One way to produce hydrocarbon fluids from well holes that lack sufficient internal pressure for natural production is to use artificial oil extraction methods such as electric submersible pumps. In some types of electric submersible pumping systems, the cable can suspend the submersible pumping device near the bottom of the well hole closest to the production layer. The submersible pumping device can operate to collect the production zone fluid, apply higher pressure in the fluid, and discharge the pressurized production zone fluid into the production conduit. The pressurized well fluid is moved by the pressure difference and rises toward the surface.

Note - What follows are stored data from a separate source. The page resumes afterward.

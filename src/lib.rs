// src/lib.rs
// =============================================================================
// dirfuzz as a library: everything main.rs needs, usable from other code.
//
// Modules:
// - cli: command-line flags (clap)
// - config: validated scan settings built from the flags
// - engine: job source, rate limiter, worker pool, result collector
// - error: setup errors that stop a scan before it starts
// - wordlist: reading the wordlist file
// =============================================================================

pub mod cli;
pub mod config;
pub mod engine;
pub mod error;
pub mod wordlist;

pub use config::{OutputFormat, ScanConfig};
pub use engine::{ProbeOutcome, ProbeResult, ScanHandle, ScanSummary, Scanner};
pub use error::ScanError;
pub use wordlist::load_wordlist;
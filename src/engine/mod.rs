// src/engine/mod.rs
// =============================================================================
// The scan engine: wires the job source, rate limiter, worker pool and
// result collector together.
//
//   job source --(bounded job queue)--> N workers --(result queue)--> collector
//                                          ^
//                                          | one permit per request
//                                     rate limiter
//
// Shutdown runs back to front:
// 1. the job source closes the job queue after the last target
// 2. each worker exits once the queue is closed and empty
// 3. the supervisor waits for every worker, then stops the rate limiter and
//    reports it if the limiter had crashed
// 4. the result queue closes when the last worker drops its sender, so the
//    collector sees the end only after every worker has stopped
//
// Submodules:
// - jobs: target generation + feeding the job queue
// - limiter: the global rate limiter
// - worker: the per-worker loop and the HTTP probe
// - collector: draining and printing results
// =============================================================================

mod collector;
mod jobs;
mod limiter;
mod worker;

pub use collector::{collect, ScanSummary};
pub use jobs::{build_target, PLACEHOLDER};
pub use limiter::{Permits, RateLimiter};
pub use worker::{ProbeOutcome, ProbeResult};

use crate::config::ScanConfig;
use crate::error::ScanError;
use reqwest::Client;
use std::io::Write;
use tokio::sync::mpsc;
use tokio::task::{JoinHandle, JoinSet};
use tracing::{error, info, warn};

/// A configured scanner, holding the HTTP client shared by all workers
pub struct Scanner {
    config: ScanConfig,
    client: Client,
}

/// A scan in progress
///
/// Results can be pulled with `recv()` until it returns None; `finish()`
/// then waits for the supervisor.
pub struct ScanHandle {
    results: mpsc::Receiver<ProbeResult>,
    supervisor: JoinHandle<Result<usize, ScanError>>,
}

impl Scanner {
    pub fn new(config: ScanConfig) -> Result<Self, ScanError> {
        config.validate()?;

        // One client for the whole pool: it is reference counted
        // internally and shares its connection pool across clones
        let client = Client::builder()
            .timeout(config.timeout)
            .user_agent(config.user_agent.as_str())
            .build()?;

        Ok(Self { config, client })
    }

    /// Spawns the job source, the workers and the supervisor
    ///
    /// Must be called from inside a tokio runtime.
    pub fn start(&self, words: Vec<String>) -> ScanHandle {
        let workers = self.config.workers;
        if !self.config.template.contains(PLACEHOLDER) {
            warn!(
                template = %self.config.template,
                "URL template has no {} placeholder, every request will hit the same URL",
                PLACEHOLDER
            );
        }
        info!(
            words = words.len(),
            workers,
            rate = self.config.rate,
            "starting scan"
        );

        let (job_tx, job_rx) = async_channel::bounded(workers);
        let (result_tx, result_rx) = mpsc::channel(workers);
        let limiter = RateLimiter::start(self.config.rate);

        tokio::spawn(jobs::feed(self.config.template.clone(), words, job_tx));

        let mut pool = JoinSet::new();
        for id in 0..workers {
            pool.spawn(worker::run_worker(
                id,
                self.client.clone(),
                job_rx.clone(),
                limiter.permits(),
                result_tx.clone(),
            ));
        }
        // Only the workers hold result senders from here on
        drop(result_tx);
        drop(job_rx);

        let supervisor = tokio::spawn(supervise(pool, limiter));

        ScanHandle {
            results: result_rx,
            supervisor,
        }
    }

    /// Runs a whole scan, writing reported results to `out`
    pub async fn run<W: Write>(
        &self,
        words: Vec<String>,
        out: &mut W,
    ) -> anyhow::Result<ScanSummary> {
        let mut handle = self.start(words);
        let summary = collect(&mut handle.results, out, self.config.format).await;
        // A write error leaves the workers blocked on a full result queue,
        // dropping the receiver lets them exit
        let finished = handle.finish().await;
        let summary = summary?;
        finished?;
        Ok(summary)
    }
}

impl ScanHandle {
    pub async fn recv(&mut self) -> Option<ProbeResult> {
        self.results.recv().await
    }

    /// Waits for the supervisor after closing our end of the result queue
    ///
    /// Returns the number of targets the workers handled.
    pub async fn finish(self) -> Result<usize, ScanError> {
        let ScanHandle { results, supervisor } = self;
        drop(results);
        supervisor.await.map_err(|source| ScanError::TaskFailed {
            task: "supervisor",
            source,
        })?
    }
}

// Join barrier for the pool: returns once every worker has stopped
async fn supervise(
    mut pool: JoinSet<usize>,
    mut limiter: RateLimiter,
) -> Result<usize, ScanError> {
    let mut handled = 0;
    while let Some(joined) = pool.join_next().await {
        match joined {
            Ok(count) => handled += count,
            Err(e) => warn!(error = %e, "worker task failed"),
        }
    }
    info!(handled, "all workers finished");

    limiter.shutdown().await.map_err(|source| {
        error!(error = %source, "rate limiter crashed during the scan");
        ScanError::TaskFailed {
            task: "rate limiter",
            source,
        }
    })?;
    Ok(handled)
}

Ground-controlled underground safety valves (SCSSVs) can be used in well holes to close production conduits, such as in emergencies. Deep-mounted SCSSVs can be used below electric submersible pump systems or other underground equipment. However, by installing the SCSSV at such a deep depth, a large amount of hydrocarbons will be present in the underground well above the SCSSV. Moreover, having a deeply installed SCSSV may require the operation of a very large ground hydraulic power system.

By installing the SCSSV above the electric submersible pump system, it is necessary to join the cable supporting the submersible pump device in order for the cable to pass by the ground-controlled underground safety valve, which in turn makes the cable Unstable or weak areas can occur. For example, one of the current methods involves wiring a cable around the finished tubing. Another major drawback of this method is that it is difficult to achieve accurate distances and end points. Electrical connections and connections are particularly unstable in a production environment.

Another current method is to pass the cable directly through the SCS SV. The cable can be routed around the SCSSV and joined to the SCSSV flow path. Although the number of electrical connections and connections made in the production environment has decreased, there are still issues with cable distance and termination in SCSSV.

In current alternative systems, the ground-controlled underground safety valve can be a flapper, split or clamshell type device that closes around the cable. However, in such a system, it can be difficult to align and centralize the cables in a straight line, increasing the sealing area between two or more segments and between the segments and the cable, resulting in increased potential for leakage. The challenge is to provide a zero leak seal due to manufacturing tolerances.

The embodiments disclosed herein provide a safety valve system in which the cable extends through the center of the safety valve system and is connected to the underground device, axially above the underground device, such as an electric submersible pump assembly. When the safety valve system reaches the desired position, the safety valve system is locked in place and disconnected from the underground equipment, and the underground equipment further descends toward its planned depth. After the regress installation of the underground equipment is completed, the inner diameter seal of the safety valve system can be urged to seal the cable and divert the fluid flow to the annular fluid flow path in the safety valve system. The annular flow path can have a valve assembly that can control the opening and closing operation of the valve.

In one embodiment of the present disclosure, a safety valve system for an underground well has a midbody with a midbody outer diameter on the outer diameter of the midbody. The support has a support outer shape formed on the inner diameter so as to fit and support the central outer shape of the central body. The outer diameter seal surrounds the central body and is positioned to seal between the central body and the support. The inner diameter seal is located in the central hole of the central body and can be moved between the urging release position and the urging position, where the inner diameter seal extends through the central hole and the central hole of the central body. Form a seal with the cable. The annular fluid flow path passes axially through the outer and inner diameter seals and through the safety valve system. The valve assembly is movable between an open position where the fluid can flow through the annular fluid flow path and a closed position where the fluid cannot flow through the annular fluid flow path.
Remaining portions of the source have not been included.